* Work order:
The required output is the line with "None => validation.validate_aud" through the final line of the entries, each one exactly as it stands.

(Stored items)
....

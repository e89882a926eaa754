use jsonwebtoken::decode;
use jsonwebtoken::encode;
use jsonwebtoken::Algorithm;
use jsonwebtoken::DecodingKey;
use jsonwebtoken::EncodingKey;
use jsonwebtoken::Header;
use jsonwebtoken::Validation;
use serde::de::DeserializeOwned;
use serde::Serialize;

use super::errors::JwtError;

/// JWT token handler for encoding and decoding tokens.
///
/// Generic over the claims type to allow services to define their own token payload.
/// Uses HS256 (HMAC with SHA-256). When an issuer or audience is configured,
/// decoding rejects tokens that do not carry the same value.
pub struct JwtHandler {
    encoding_key: EncodingKey,
    decoding_key: DecodingKey,
    algorithm: Algorithm,
    issuer: Option<String>,
    audience: Option<String>,
}

impl JwtHandler {
    /// Create a new JWT handler with a secret key.
    ///
    /// # Arguments
    /// * `secret` - Secret key for signing tokens (should be stored securely)
    ///
    /// # Security Notes
    /// - The secret should be at least 256 bits (32 bytes) for HS256
    /// - Store secrets in environment variables or secure vaults, never in code
    pub fn new(secret: &[u8]) -> Self {
        Self {
            encoding_key: EncodingKey::from_secret(secret),
            decoding_key: DecodingKey::from_secret(secret),
            algorithm: Algorithm::HS256,
            issuer: None,
            audience: None,
        }
    }

    /// Require the `iss` claim to match on decode.
    pub fn with_issuer(mut self, issuer: impl Into<String>) -> Self {
        self.issuer = Some(issuer.into());
        self
    }

    /// Require the `aud` claim to match on decode.
    pub fn with_audience(mut self, audience: impl Into<String>) -> Self {
        self.audience = Some(audience.into());
        self
    }

    pub fn issuer(&self) -> Option<&str> {
        self.issuer.as_deref()
    }

    pub fn audience(&self) -> Option<&str> {
        self.audience.as_deref()
    }

    /// Encode claims into a JWT token.
    ///
    /// # Errors
    /// * `EncodingFailed` - Token encoding failed
    pub fn encode<T: Serialize>(&self, claims: &T) -> Result<String, JwtError> {
        let header = Header::new(self.algorithm);

        encode(&header, claims, &self.encoding_key)
            .map_err(|e| JwtError::EncodingFailed(e.to_string()))
    }

    /// Decode and validate a JWT token.
    ///
    /// Signature and `exp` are always checked. `iss` and `aud` are checked
    /// when configured on the handler.
    ///
    /// # Errors
    /// * `TokenExpired` - `exp` is in the past
    /// * `MissingClaim` - `exp` (or a configured `iss`/`aud`) is absent
    /// * `InvalidToken` - Signature, issuer or audience mismatch
    /// * `DecodingFailed` - Token is malformed
    pub fn decode<T: DeserializeOwned>(&self, token: &str) -> Result<T, JwtError> {
        let token_data = decode::<T>(token, &self.decoding_key, &self.validation())?;

        Ok(token_data.claims)
    }

    fn validation(&self) -> Validation {
        let mut validation = Validation::new(self.algorithm);
        let mut required = vec!["exp"];

        match &self.issuer {
            Some(issuer) => {
                validation.set_issuer(&[issuer]);
                required.push("iss");
            }
            None => validation.iss = None,
        }

        match &self.audience {
            Some(audience) => {
                validation.set_audience(&[audience]);
                required.push("aud");
            }
            None => validation.validate_aud = false,
        }

        validation.set_required_spec_claims(required.as_slice());
        validation
    }
}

....

* Solution to the problem:
            None => validation.validate_aud = false,
        }

        validation.set_required_spec_claims(required.as_slice());
        validation
    }
}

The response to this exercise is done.